Rosario Jorgenson filed an emergency motion in Adams County circuit court in November 2025 seeking a temporary restraining order (TRO) and replevin of a travel trailer/camper valued at approximately $4,000. She alleged that her ex-husband, Jesse Branson, had removed the camper from storage without legal right and that the February 2022 dissolution of marriage order classifying the camper as marital property was void for lack of service and due process. The trial court denied the emergency motion, finding the camper was subject to the dissolution proceedings in Adams County case No. 21-D-188.

Jorgenson appealed pursuant to Illinois Supreme Court Rule 307(a)(1), arguing the trial court improperly deferred to a voidable dissolution order and failed to address the merits of her injunctive relief request. While the appeal was pending, the dissolution court entered a February 2026 order rejecting Jorgenson’s collateral void-ab-initio challenge and awarding Jesse Branson sole, exclusive possession of the camper, with a $750 credit to Jorgenson against an outstanding judgment she owed him.

The appellate court noted that the marital-property classification of the camper had already been litigated and affirmed. In In re Marriage of Branson, 2023 IL App (4th) 220547-U, the same court had upheld the February 2022 dissolution order on that precise issue, and the Illinois Supreme Court had denied Jorgenson’s petition for leave to appeal.

The Court’s Holding

The Fourth District dismissed the appeal as moot. Because the dissolution court had entered an order awarding the trailer/camper to Jesse Branson after Jorgenson filed her notice of appeal — and that subsequent order was not before the appellate court — any ruling in the instant case would have had no preclusive effect on the ownership question. The court found no applicable exception to the mootness doctrine and therefore could grant no effectual relief.

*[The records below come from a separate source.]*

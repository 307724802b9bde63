//! The `Prompter` handle and its prompt kinds.
//!
//! Every prompt kind runs through [`Prompter::run_with_retries`], so they all
//! share the handle's retry counter. Text kinds preserve the case of what was
//! typed; URL kinds lowercase their result.

use promter_core::{AppConfig, AppError, AppResult, PrompterOptions, ValidationError};

use crate::backend::{DialoguerBackend, PromptBackend};
use crate::label::format_label;
use crate::retry::{RetryDecision, RetryState};
use crate::types::{Selection, YES_NO};
use crate::validate::{resolve_default, validate_text, validate_text_with_default, validate_url};

/// Stateful prompt handle.
///
/// Reuse one handle for a sequence of related prompts. Select kinds use the
/// handle's options; text kinds merge a per-call override on top of them.
pub struct Prompter<B = DialoguerBackend> {
    backend: B,
    options: PrompterOptions,
    retries: RetryState,
}

impl Prompter<DialoguerBackend> {
    /// Interactive prompter with default options.
    pub fn new() -> Self {
        Self::with_backend(DialoguerBackend::new())
    }

    /// Interactive prompter using the options from `config`.
    pub fn from_config(config: &AppConfig) -> Self {
        Self::new().with_options(config.prompter)
    }
}

impl Default for Prompter<DialoguerBackend> {
    fn default() -> Self {
        Self::new()
    }
}

impl<B: PromptBackend> Prompter<B> {
    pub fn with_backend(backend: B) -> Self {
        Self {
            backend,
            options: PrompterOptions::defaults(),
            retries: RetryState::new(),
        }
    }

    /// Merge `options` into the handle's base options.
    pub fn with_options(mut self, options: PrompterOptions) -> Self {
        self.options = self.options.merge(options);
        self
    }

    pub fn options(&self) -> PrompterOptions {
        self.options
    }

    pub fn backend(&self) -> &B {
        &self.backend
    }

    pub fn backend_mut(&mut self) -> &mut B {
        &mut self.backend
    }

    /// Current value of the shared retry counter.
    pub fn retry_count(&self) -> u32 {
        self.retries.count()
    }

    /// Clear the shared retry counter, giving the next call a full allotment.
    pub fn reset_retries(&mut self) {
        self.retries.reset();
    }

    /// Run `attempt` until it succeeds or the retry policy gives up.
    ///
    /// Returns the outcome of the last attempt.
    pub fn run_with_retries<T, F>(
        &mut self,
        overrides: PrompterOptions,
        mut attempt: F,
    ) -> AppResult<T>
    where
        F: FnMut(&mut B) -> AppResult<T>,
    {
        let options = self.options.merge(overrides);
        let mut attempts = 0u32;

        loop {
            attempts += 1;
            let outcome = attempt(&mut self.backend);

            match self.retries.record(&outcome, options) {
                RetryDecision::Retry => {
                    if let Err(e) = &outcome {
                        tracing::warn!(
                            attempt = attempts,
                            retry_count = self.retries.count(),
                            "Prompt failed, asking again: {}",
                            e
                        );
                    }
                }
                RetryDecision::Finish => {
                    if let Err(e) = &outcome {
                        tracing::debug!(
                            attempts,
                            retry_count = self.retries.count(),
                            "Prompt failed: {}",
                            e
                        );
                    }
                    return outcome;
                }
            }
        }
    }

    /// Ask a Yes/No question.
    pub fn yes_no(&mut self, label: &str) -> AppResult<Selection> {
        self.select(label, &YES_NO)
    }

    /// Ask a Yes/No question, showing `default` in the label.
    pub fn yes_no_with_default(&mut self, label: &str, default: &str) -> AppResult<Selection> {
        self.select_with_default(label, &YES_NO, default)
    }

    /// Pick one of `items`.
    ///
    /// An empty list fails with [`AppError::EmptySelection`] without prompting.
    pub fn select<S: AsRef<str>>(&mut self, label: &str, items: &[S]) -> AppResult<Selection> {
        self.select_labeled(label.to_string(), items)
    }

    /// Pick one of `items`, showing `default` in the label.
    pub fn select_with_default<S: AsRef<str>>(
        &mut self,
        label: &str,
        items: &[S],
        default: &str,
    ) -> AppResult<Selection> {
        self.select_labeled(format_label(label, default), items)
    }

    fn select_labeled<S: AsRef<str>>(
        &mut self,
        label: String,
        items: &[S],
    ) -> AppResult<Selection> {
        if items.is_empty() {
            return Err(AppError::EmptySelection);
        }
        let items: Vec<String> = items.iter().map(|item| item.as_ref().to_string()).collect();

        self.run_with_retries(PrompterOptions::default(), |backend| {
            let index = backend.run_select(&label, &items)?;
            let value = items.get(index).cloned().ok_or_else(|| {
                AppError::Input(format!("selection index {} out of range", index))
            })?;
            Ok(Selection { index, value })
        })
    }

    /// Ask for non-blank text.
    pub fn text(&mut self, label: &str, options: PrompterOptions) -> AppResult<String> {
        self.run_with_retries(options, |backend| backend.run_line(label, &validate_text))
    }

    /// Ask for text, substituting `default` for blank input.
    ///
    /// Non-blank input is returned verbatim.
    pub fn text_with_default(
        &mut self,
        label: &str,
        default: &str,
        options: PrompterOptions,
    ) -> AppResult<String> {
        let label = format_label(label, default);
        self.run_with_retries(options, |backend| {
            let input = backend.run_line(&label, &|input: &str| {
                validate_text_with_default(input, default)
            })?;
            Ok(resolve_default(&input, default))
        })
    }

    /// Ask for text that may be left empty.
    pub fn optional_text(&mut self, label: &str, options: PrompterOptions) -> AppResult<String> {
        self.run_with_retries(options, |backend| backend.run_line(label, &accept_any))
    }

    /// Ask for optional text, substituting `default` for blank input.
    pub fn optional_text_with_default(
        &mut self,
        label: &str,
        default: &str,
        options: PrompterOptions,
    ) -> AppResult<String> {
        let label = format_label(label, default);
        self.run_with_retries(options, |backend| {
            let input = backend.run_line(&label, &accept_any)?;
            Ok(resolve_default(&input, default))
        })
    }

    /// Ask for an http(s) URL or nothing. The result is lowercased.
    pub fn url(&mut self, label: &str, options: PrompterOptions) -> AppResult<String> {
        self.run_with_retries(options, |backend| read_url(backend, label))
    }

    /// Ask for an http(s) URL, substituting `default` for empty input.
    ///
    /// The result is lowercased whichever value it came from.
    pub fn url_with_default(
        &mut self,
        label: &str,
        default: &str,
        options: PrompterOptions,
    ) -> AppResult<String> {
        let label = format_label(label, default);
        self.run_with_retries(options, |backend| {
            let url = read_url(backend, &label)?;
            Ok(resolve_default(&url, default).to_lowercase())
        })
    }
}

fn accept_any(_input: &str) -> Result<(), ValidationError> {
    Ok(())
}

/// One URL attempt, without retries of its own.
fn read_url<B: PromptBackend>(backend: &mut B, label: &str) -> AppResult<String> {
    let url = backend.run_line(label, &validate_url)?;
    Ok(url.to_lowercase())
}
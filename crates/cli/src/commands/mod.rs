//! Command handlers for the promter CLI.
//!
//! One subcommand per prompt kind. Each handler runs its prompt and returns
//! an [`Answer`]; `main` renders it to stdout.

pub mod select;
pub mod text;
pub mod url;

use promter_core::AppResult;
use promter_prompt::Selection;
use serde::Serialize;

// Re-export command types for convenience
pub use select::{SelectCommand, YesNoCommand};
pub use text::{OptionalTextCommand, TextCommand};
pub use url::UrlCommand;

/// The result of one prompt command.
#[derive(Debug, Clone, PartialEq, Eq, Serialize)]
#[serde(untagged)]
pub enum Answer {
    Selection(Selection),
    Text { value: String },
}

impl Answer {
    pub fn text(value: String) -> Self {
        Answer::Text { value }
    }

    /// Render for stdout: the bare value, or a JSON object with `json`.
    pub fn render(&self, json: bool) -> AppResult<String> {
        if json {
            return Ok(serde_json::to_string(self)?);
        }
        Ok(match self {
            Answer::Selection(selection) => selection.value.clone(),
            Answer::Text { value } => value.clone(),
        })
    }
}
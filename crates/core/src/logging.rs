//! Logging infrastructure for promter.
//!
//! This module initializes the tracing subscriber for structured logging.
//! All logs are emitted to stderr to keep stdout clean for prompt results.

use tracing_subscriber::{fmt, layer::SubscriberExt, util::SubscriberInitExt, EnvFilter};

use crate::error::{AppError, AppResult};

/// Initialize the tracing subscriber with stderr output.
///
/// # Arguments
/// * `log_level` - Optional filter override (e.g., "debug", "promter_prompt=trace")
/// * `no_color` - Disable colored output
///
/// # Example
/// ```no_run
/// use promter_core::logging::init_logging;
///
/// init_logging(None, false).expect("Failed to initialize logging");
/// ```
pub fn init_logging(log_level: Option<&str>, no_color: bool) -> AppResult<()> {
    let default_level = std::env::var("RUST_LOG").unwrap_or_else(|_| "info".to_string());
    let filter_str = log_level.unwrap_or(&default_level);

    let env_filter = EnvFilter::try_new(filter_str)
        .map_err(|e| AppError::Config(format!("Invalid log filter: {}", e)))?;

    let fmt_layer = fmt::layer()
        .with_writer(std::io::stderr)
        .with_target(true)
        .with_level(true)
        .with_ansi(!no_color && supports_color());

    tracing_subscriber::registry()
        .with(env_filter)
        .with(fmt_layer)
        .try_init()
        .map_err(|e| AppError::Config(format!("Failed to init logging: {}", e)))?;

    Ok(())
}

/// Check if the terminal supports color output.
fn supports_color() -> bool {
    std::env::var("NO_COLOR").is_err()
}
// Copyright 2023 Twitter, Inc.
// Licensed under the Apache License, Version 2.0
// http://www.apache.org/licenses/LICENSE-2.0

//! HTTP/1.0 and HTTP/1.1 for the tern server: request parsing on the way in
//! and response assembly on the way out. Keep-alive negotiation follows the
//! usual rules: 1.1 connections persist unless a `Connection: close` header
//! says otherwise, 1.0 connections close unless `Connection: keep-alive`
//! asks to persist.

#[macro_use]
extern crate thiserror;

mod error;
mod request;
mod response;

pub use crate::error::Error;
pub use crate::request::{Headers, ParseOutcome, Request, RequestParser, Version};
pub use crate::response::{Response, ResponseBuilder};

pub type Result<T> = std::result::Result<T, Error>;
// Copyright 2023 Twitter, Inc.
// Licensed under the Apache License, Version 2.0
// http://www.apache.org/licenses/LICENSE-2.0

use crate::{ConfigError, ConfigFile};
use std::time::Duration;

// defaults applied when a key is absent
const MIN_THREADS: usize = 5;
const MAX_THREADS: usize = 100;
const THREAD_START_DELAY_US: u64 = 10;
const QUEUE_SIZE: usize = 1000;
const MAX_REQUEST_TIME_S: u64 = 600;
const SESSION_TIMEOUT_S: u64 = 300;
const LISTEN_BACKLOG: i32 = 64;
const LISTEN_RETRY: usize = 5;
const SOCKET_READ_TIMEOUT_MS: u64 = 10_000;
const SOCKET_WRITE_TIMEOUT_MS: u64 = 10_000;
const KEEP_ALIVE_MAX: usize = 1000;
const KEEP_ALIVE_TIMEOUT_MS: u64 = 15_000;
const BUFFER_SIZE: usize = 16 * 1024;
const MIN_COMPRESS_SIZE: usize = 1024;
const MAX_URL_MAP_CACHE: usize = 8192;
const DEFAULT_CONTENT_TYPE: &str = "text/html; charset=UTF-8";

/// One listening endpoint. `tls` carries certificate material for
/// `SslListen` entries.
#[derive(Clone, Debug, PartialEq, Eq)]
pub struct ListenSpec {
    pub ip: String,
    pub port: u16,
    pub tls: Option<TlsSpec>,
}

#[derive(Clone, Debug, PartialEq, Eq)]
pub struct TlsSpec {
    pub certificate: String,
    pub key: String,
}

/// The typed view of the configuration surface the serving core consumes.
/// Unknown keys in the file are left for other components to interpret.
#[derive(Clone, Debug)]
pub struct ServerOptions {
    pub min_threads: usize,
    pub max_threads: usize,
    pub thread_start_delay: Duration,
    pub queue_size: usize,
    pub max_request_time: Duration,
    pub session_timeout: Duration,
    pub listen_backlog: i32,
    pub listen_retry: usize,
    pub socket_read_timeout: Duration,
    pub socket_write_timeout: Duration,
    pub keep_alive_max: usize,
    pub keep_alive_timeout: Duration,
    pub buffer_size: usize,
    /// Upper bound on an inbound request in bytes; zero means unbounded.
    pub max_request_size: usize,
    pub min_compress_size: usize,
    pub enable_compression: bool,
    pub default_content_type: String,
    pub max_url_map_cache: usize,
    pub listen: Vec<ListenSpec>,
    pub set_env: Vec<(String, String)>,
}

impl Default for ServerOptions {
    fn default() -> Self {
        Self {
            min_threads: MIN_THREADS,
            max_threads: MAX_THREADS,
            thread_start_delay: Duration::from_micros(THREAD_START_DELAY_US),
            queue_size: QUEUE_SIZE,
            max_request_time: Duration::from_secs(MAX_REQUEST_TIME_S),
            session_timeout: Duration::from_secs(SESSION_TIMEOUT_S),
            listen_backlog: LISTEN_BACKLOG,
            listen_retry: LISTEN_RETRY,
            socket_read_timeout: Duration::from_millis(SOCKET_READ_TIMEOUT_MS),
            socket_write_timeout: Duration::from_millis(SOCKET_WRITE_TIMEOUT_MS),
            keep_alive_max: KEEP_ALIVE_MAX,
            keep_alive_timeout: Duration::from_millis(KEEP_ALIVE_TIMEOUT_MS),
            buffer_size: BUFFER_SIZE,
            max_request_size: 0,
            min_compress_size: MIN_COMPRESS_SIZE,
            enable_compression: true,
            default_content_type: DEFAULT_CONTENT_TYPE.to_owned(),
            max_url_map_cache: MAX_URL_MAP_CACHE,
            listen: vec![default_listener()],
            set_env: Vec::new(),
        }
    }
}

fn default_listener() -> ListenSpec {
    // bind the conventional port when running as root, a high port otherwise
    let port = if unsafe { libc::getuid() } == 0 {
        80
    } else {
        8000
    };

    ListenSpec {
        ip: "0.0.0.0".to_owned(),
        port,
        tls: None,
    }
}

impl ServerOptions {
    pub fn resolve(config: &ConfigFile) -> Result<Self, ConfigError> {
        let defaults = Self::default();

        let mut options = Self {
            min_threads: config.parsed_or("MinThreads", defaults.min_threads)?,
            max_threads: config.parsed_or("MaxThreads", defaults.max_threads)?,
            thread_start_delay: Duration::from_micros(
                config.parsed_or("ThreadStartDelay", THREAD_START_DELAY_US)?,
            ),
            queue_size: config.parsed_or("QueueSize", defaults.queue_size)?,
            max_request_time: Duration::from_secs(
                config.parsed_or("MaxRequestTime", MAX_REQUEST_TIME_S)?,
            ),
            session_timeout: Duration::from_secs(
                config.parsed_or("SessionTimeout", SESSION_TIMEOUT_S)?,
            ),
            listen_backlog: config.parsed_or("ListenBacklog", defaults.listen_backlog)?,
            listen_retry: config.parsed_or("ListenRetry", defaults.listen_retry)?,
            socket_read_timeout: Duration::from_millis(
                config.parsed_or("SocketReadTimeout", SOCKET_READ_TIMEOUT_MS)?,
            ),
            socket_write_timeout: Duration::from_millis(
                config.parsed_or("SocketWriteTimeout", SOCKET_WRITE_TIMEOUT_MS)?,
            ),
            keep_alive_max: config.parsed_or("KeepAliveMax", defaults.keep_alive_max)?,
            keep_alive_timeout: Duration::from_millis(
                config.parsed_or("KeepAliveTimeout", KEEP_ALIVE_TIMEOUT_MS)?,
            ),
            buffer_size: config.parsed_or("BufferSize", defaults.buffer_size)?,
            max_request_size: config.parsed_or("MaxRequestSize", defaults.max_request_size)?,
            min_compress_size: config.parsed_or("MinCompressSize", defaults.min_compress_size)?,
            enable_compression: config.bool_or("EnableCompression", defaults.enable_compression)?,
            default_content_type: config
                .value("DefaultContentType")
                .unwrap_or(DEFAULT_CONTENT_TYPE)
                .to_owned(),
            max_url_map_cache: config.parsed_or("MaxUrlMapCache", defaults.max_url_map_cache)?,
            listen: Vec::new(),
            set_env: Vec::new(),
        };

        if options.min_threads == 0 || options.max_threads < options.min_threads {
            return Err(ConfigError::Invalid(format!(
                "thread bounds are inconsistent: MinThreads {} MaxThreads {}",
                options.min_threads, options.max_threads
            )));
        }

        if options.queue_size == 0 {
            return Err(ConfigError::Invalid("QueueSize must be positive".into()));
        }

        for entry in config.entries_for("SetEnv") {
            if entry.params.len() < 2 {
                return Err(ConfigError::BadArity {
                    key: "SetEnv".into(),
                    got: entry.params.len(),
                });
            }
            options
                .set_env
                .push((entry.params[0].clone(), entry.params[1].clone()));
        }

        for entry in config.entries_for("Listen") {
            options.listen.push(plain_listener(entry)?);
        }

        let default_certificate = config.value("SslCertificate");
        let default_key = config.value("SslKey");
        for entry in config.entries_for("SslListen") {
            options
                .listen
                .push(ssl_listener(entry, default_certificate, default_key)?);
        }

        if options.listen.is_empty() {
            let listener = default_listener();
            info!(
                "no listeners defined - using ip {} port {}",
                listener.ip, listener.port
            );
            options.listen.push(listener);
        }

        Ok(options)
    }
}

fn listen_port(entry: &crate::ConfigEntry, default: u16) -> Result<u16, ConfigError> {
    match entry.params.get(1) {
        Some(p) => p.parse().map_err(|_| ConfigError::BadValue {
            key: entry.key.clone(),
            value: p.clone(),
        }),
        None => Ok(default),
    }
}

fn plain_listener(entry: &crate::ConfigEntry) -> Result<ListenSpec, ConfigError> {
    if entry.params.is_empty() {
        return Err(ConfigError::BadArity {
            key: "Listen".into(),
            got: 0,
        });
    }

    Ok(ListenSpec {
        ip: entry.params[0].clone(),
        port: listen_port(entry, 80)?,
        tls: None,
    })
}

fn ssl_listener(
    entry: &crate::ConfigEntry,
    default_certificate: Option<&str>,
    default_key: Option<&str>,
) -> Result<ListenSpec, ConfigError> {
    if entry.params.is_empty() {
        return Err(ConfigError::BadArity {
            key: "SslListen".into(),
            got: 0,
        });
    }

    let certificate = entry
        .params
        .get(2)
        .map(String::as_str)
        .or(default_certificate)
        .ok_or_else(|| ConfigError::Invalid("Ssl-certificate not configured".into()))?
        .to_owned();

    // with no explicit key the certificate file is expected to carry it
    let key = entry
        .params
        .get(3)
        .map(String::as_str)
        .or(entry.params.get(2).map(String::as_str))
        .or(default_key)
        .unwrap_or(&certificate)
        .to_owned();

    Ok(ListenSpec {
        ip: entry.params[0].clone(),
        port: listen_port(entry, 443)?,
        tls: Some(TlsSpec { certificate, key }),
    })
}

#[cfg(test)]
mod tests {
    use super::*;

    #[test]
    fn defaults_apply_when_file_is_empty() {
        let config = ConfigFile::parse("").unwrap();
        let options = ServerOptions::resolve(&config).unwrap();

        assert_eq!(options.min_threads, 5);
        assert_eq!(options.max_threads, 100);
        assert_eq!(options.queue_size, 1000);
        assert_eq!(options.listen.len(), 1);
        assert_eq!(options.listen[0].ip, "0.0.0.0");
    }

    #[test]
    fn listeners_resolve_ports_and_tls_defaults() {
        let config = ConfigFile::parse(
            "Listen 127.0.0.1 9101\n\
             Listen 10.0.0.1\n\
             SslCertificate /etc/tern/tern.crt\n\
             SslKey /etc/tern/tern.key\n\
             SslListen 127.0.0.1 8443\n\
             SslListen 127.0.0.1 9443 /other.crt /other.key\n",
        )
        .unwrap();
        let options = ServerOptions::resolve(&config).unwrap();

        assert_eq!(options.listen.len(), 4);
        assert_eq!(options.listen[0].port, 9101);
        assert_eq!(options.listen[1].port, 80);

        let tls = options.listen[2].tls.as_ref().unwrap();
        assert_eq!(tls.certificate, "/etc/tern/tern.crt");
        assert_eq!(tls.key, "/etc/tern/tern.key");

        let tls = options.listen[3].tls.as_ref().unwrap();
        assert_eq!(tls.certificate, "/other.crt");
        assert_eq!(tls.key, "/other.key");
    }

    #[test]
    fn ssl_listener_without_certificate_fails() {
        let config = ConfigFile::parse("SslListen 127.0.0.1 8443\n").unwrap();
        assert!(matches!(
            ServerOptions::resolve(&config),
            Err(ConfigError::Invalid(_))
        ));
    }

    #[test]
    fn certificate_only_entry_doubles_as_key() {
        let config = ConfigFile::parse("SslListen 127.0.0.1 8443 /combined.pem\n").unwrap();
        let options = ServerOptions::resolve(&config).unwrap();

        let tls = options.listen[0].tls.as_ref().unwrap();
        assert_eq!(tls.certificate, "/combined.pem");
        assert_eq!(tls.key, "/combined.pem");
    }

    #[test]
    fn inconsistent_thread_bounds_fail() {
        let config = ConfigFile::parse("MinThreads 8\nMaxThreads 2\n").unwrap();
        assert!(ServerOptions::resolve(&config).is_err());
    }

    #[test]
    fn set_env_requires_two_params() {
        let config = ConfigFile::parse("SetEnv ONLY_NAME\n").unwrap();
        assert!(matches!(
            ServerOptions::resolve(&config),
            Err(ConfigError::BadArity { .. })
        ));

        let config = ConfigFile::parse("SetEnv NAME value\n").unwrap();
        let options = ServerOptions::resolve(&config).unwrap();
        assert_eq!(options.set_env, vec![("NAME".into(), "value".into())]);
    }

    #[test]
    fn durations_use_documented_units() {
        let config = ConfigFile::parse(
            "ThreadStartDelay 250\n\
             MaxRequestTime 30\n\
             SocketReadTimeout 1500\n\
             KeepAliveTimeout 500\n",
        )
        .unwrap();
        let options = ServerOptions::resolve(&config).unwrap();

        assert_eq!(options.thread_start_delay, Duration::from_micros(250));
        assert_eq!(options.max_request_time, Duration::from_secs(30));
        assert_eq!(options.socket_read_timeout, Duration::from_millis(1500));
        assert_eq!(options.keep_alive_timeout, Duration::from_millis(500));
    }
}
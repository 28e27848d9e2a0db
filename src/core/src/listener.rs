// Copyright 2023 Twitter, Inc.
// Licensed under the Apache License, Version 2.0
// http://www.apache.org/licenses/LICENSE-2.0

use crate::job::Job;
use common::Shutdown;
use net::Timeout;
use queue::BoundedQueue;
use std::io::ErrorKind;
use std::sync::Arc;

// bound on one blocking accept so the stop flag is observed promptly
const ACCEPT_WAIT: Timeout = Timeout::Millis(500);

/// Accept loop for one listening endpoint. Each accepted connection is
/// wrapped in a job (the TLS handshake, if any, runs inline in the accept)
/// and handed to the queue; a full queue blocks the loop, which is the
/// backpressure path. On shutdown the thread exits and the listening socket
/// closes with it.
pub(crate) struct Listener {
    listener: net::Listener,
    queue: Arc<BoundedQueue<Job>>,
    shutdown: Shutdown,
    handshake_timeout: Timeout,
    keep_alive_max: usize,
}

impl Listener {
    pub(crate) fn new(
        listener: net::Listener,
        queue: Arc<BoundedQueue<Job>>,
        shutdown: Shutdown,
        handshake_timeout: Timeout,
        keep_alive_max: usize,
    ) -> Self {
        Self {
            listener,
            queue,
            shutdown,
            handshake_timeout,
            keep_alive_max,
        }
    }

    pub(crate) fn run(self) {
        let addr = self.listener.local_addr();

        while !self.shutdown.is_set() {
            match self.listener.accept(ACCEPT_WAIT, self.handshake_timeout) {
                Ok(stream) => {
                    self.queue.put(Job::new(stream, self.keep_alive_max));
                }
                Err(e) if e.kind() == ErrorKind::TimedOut => {}
                Err(e) => {
                    // a failed handshake or a transient accept error affects
                    // one connection only
                    debug!("accept on {} failed: {}", addr, e);
                }
            }
        }

        info!("listener on {} stopped", addr);
    }
}
// Copyright 2023 Twitter, Inc.
// Licensed under the Apache License, Version 2.0
// http://www.apache.org/licenses/LICENSE-2.0

//! A bounded, blocking FIFO shared between producer threads (listeners, the
//! keep-alive poller) and consumer threads (workers).
//!
//! Producers block in [`BoundedQueue::put`] while the queue is at capacity,
//! which is how backpressure propagates all the way back to `accept`.
//! Consumers block in [`BoundedQueue::get`] while the queue is empty and are
//! counted as idle for the duration. A `put` which finds no idle consumer
//! raises an edge-triggered hint on a third condition variable, which the
//! server supervisor uses to decide whether to grow the worker pool.

use std::collections::VecDeque;
use std::sync::{Condvar, Mutex, MutexGuard};
use std::time::Duration;

struct Inner<T> {
    items: VecDeque<T>,
    capacity: usize,
    idle_consumers: usize,
}

pub struct BoundedQueue<T> {
    inner: Mutex<Inner<T>>,
    not_full: Condvar,
    not_empty: Condvar,
    no_idle_consumers: Condvar,
}

impl<T> BoundedQueue<T> {
    pub fn new(capacity: usize) -> Self {
        assert!(capacity > 0);

        Self {
            inner: Mutex::new(Inner {
                items: VecDeque::new(),
                capacity,
                idle_consumers: 0,
            }),
            not_full: Condvar::new(),
            not_empty: Condvar::new(),
            no_idle_consumers: Condvar::new(),
        }
    }

    fn lock(&self) -> MutexGuard<'_, Inner<T>> {
        // a poisoned lock means a holder panicked; the protected state is a
        // plain deque and remains usable
        self.inner.lock().unwrap_or_else(|e| e.into_inner())
    }

    /// Append an item, blocking while the queue is at capacity. If no
    /// consumer is idle at the moment of insertion, the no-idle-consumers
    /// hint is raised once.
    pub fn put(&self, item: T) {
        let mut inner = self.lock();

        while inner.items.len() >= inner.capacity {
            inner = self.not_full.wait(inner).unwrap_or_else(|e| e.into_inner());
        }

        if inner.idle_consumers == 0 {
            self.no_idle_consumers.notify_all();
        }

        inner.items.push_back(item);
        drop(inner);

        self.not_empty.notify_one();
    }

    /// Remove and return the head item, blocking while the queue is empty.
    /// The caller is counted as an idle consumer for the duration of the
    /// wait; the count drops before the item is returned.
    pub fn get(&self) -> T {
        let mut inner = self.lock();

        inner.idle_consumers += 1;
        while inner.items.is_empty() {
            inner = self
                .not_empty
                .wait(inner)
                .unwrap_or_else(|e| e.into_inner());
        }
        inner.idle_consumers -= 1;

        let item = inner.items.pop_front().unwrap();
        drop(inner);

        self.not_full.notify_one();
        item
    }

    /// Like [`get`](Self::get), but gives up after `timeout` and returns
    /// `None`. Wakeups without an item (shutdown fanout, spurious signals)
    /// also surface as `None` once the deadline passes.
    pub fn get_timeout(&self, timeout: Duration) -> Option<T> {
        let mut inner = self.lock();

        inner.idle_consumers += 1;
        let deadline = std::time::Instant::now() + timeout;
        while inner.items.is_empty() {
            let remaining = deadline.saturating_duration_since(std::time::Instant::now());
            if remaining.is_zero() {
                inner.idle_consumers -= 1;
                return None;
            }
            let (guard, _result) = self
                .not_empty
                .wait_timeout(inner, remaining)
                .unwrap_or_else(|e| e.into_inner());
            inner = guard;
        }
        inner.idle_consumers -= 1;

        let item = inner.items.pop_front().unwrap();
        drop(inner);

        self.not_full.notify_one();
        Some(item)
    }

    /// Non-blocking removal, used by consumers draining the queue during
    /// shutdown.
    pub fn try_get(&self) -> Option<T> {
        let mut inner = self.lock();
        let item = inner.items.pop_front()?;
        drop(inner);

        self.not_full.notify_one();
        Some(item)
    }

    /// Block until a `put` finds no idle consumer, or until `timeout`.
    /// Returns `true` on a signal. The hint is advisory: a consumer may have
    /// become idle between the signal and the caller observing it.
    pub fn wait_no_idle(&self, timeout: Duration) -> bool {
        let inner = self.lock();
        let (_guard, result) = self
            .no_idle_consumers
            .wait_timeout(inner, timeout)
            .unwrap_or_else(|e| e.into_inner());
        !result.timed_out()
    }

    /// Wake every waiter on the no-idle-consumers hint. Part of the shutdown
    /// fanout: the supervisor blocks on this signal and must observe the
    /// stop flag.
    pub fn signal_no_idle(&self) {
        self.no_idle_consumers.notify_all();
    }

    /// Wake every blocked consumer so it can re-check the stop flag.
    pub fn release_consumers(&self) {
        self.not_empty.notify_all();
    }

    /// Change the capacity. Shrinking below the current size is permitted:
    /// items already enqueued remain valid and subsequent `put`s block until
    /// the size falls under the new bound.
    pub fn set_capacity(&self, capacity: usize) {
        assert!(capacity > 0);

        let mut inner = self.lock();
        let grew = capacity > inner.capacity;
        inner.capacity = capacity;
        drop(inner);

        if grew {
            self.not_full.notify_all();
        }
    }

    pub fn capacity(&self) -> usize {
        self.lock().capacity
    }

    pub fn len(&self) -> usize {
        self.lock().items.len()
    }

    pub fn is_empty(&self) -> bool {
        self.lock().items.is_empty()
    }

    pub fn idle_consumers(&self) -> usize {
        self.lock().idle_consumers
    }
}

The court also observed that, even setting aside mootness, res judicata would independently bar Jorgenson’s claims. The marital-property classification of the camper was conclusively adjudicated in the dissolution proceedings and affirmed on appeal; Jorgenson’s emergency motion amounted to an impermissible collateral attack on that final judgment. The court emphasized that res judicata operates regardless of whether the prior adjudication was correct.

Key Takeaways

  • An interlocutory appeal of a TRO denial becomes moot when, during the pendency of the appeal, the underlying property dispute is conclusively resolved by another court order that is not itself on appeal.
  • A party cannot use an emergency TRO motion in a new proceeding as a vehicle to relitigate property rights already settled in dissolution-of-marriage proceedings; res judicata bars the attempt even if the prior judgment is alleged to be erroneous.
  • A divorce court’s retained jurisdiction to enforce its own decrees means that disputes over marital property distribution must be resolved within the dissolution action, not through collateral litigation.

Why It Matters

This unpublished decision illustrates the strict limits courts place on collateral attacks against dissolution-of-marriage judgments. Litigants who disagree with how marital property was classified or distributed must pursue relief through the divorce court or on direct appeal — not by initiating new civil proceedings and seeking emergency injunctive relief based on a void-ab-initio theory that has already been rejected.

The case also serves as a practical reminder for appellate practitioners: where relief sought on appeal concerns the status of specific property, supervening trial-court orders resolving that property’s disposition can instantly moot the appeal. Counsel should monitor parallel proceedings and address mootness proactively, as the appellate court will raise it sua sponte regardless of whether the parties brief it.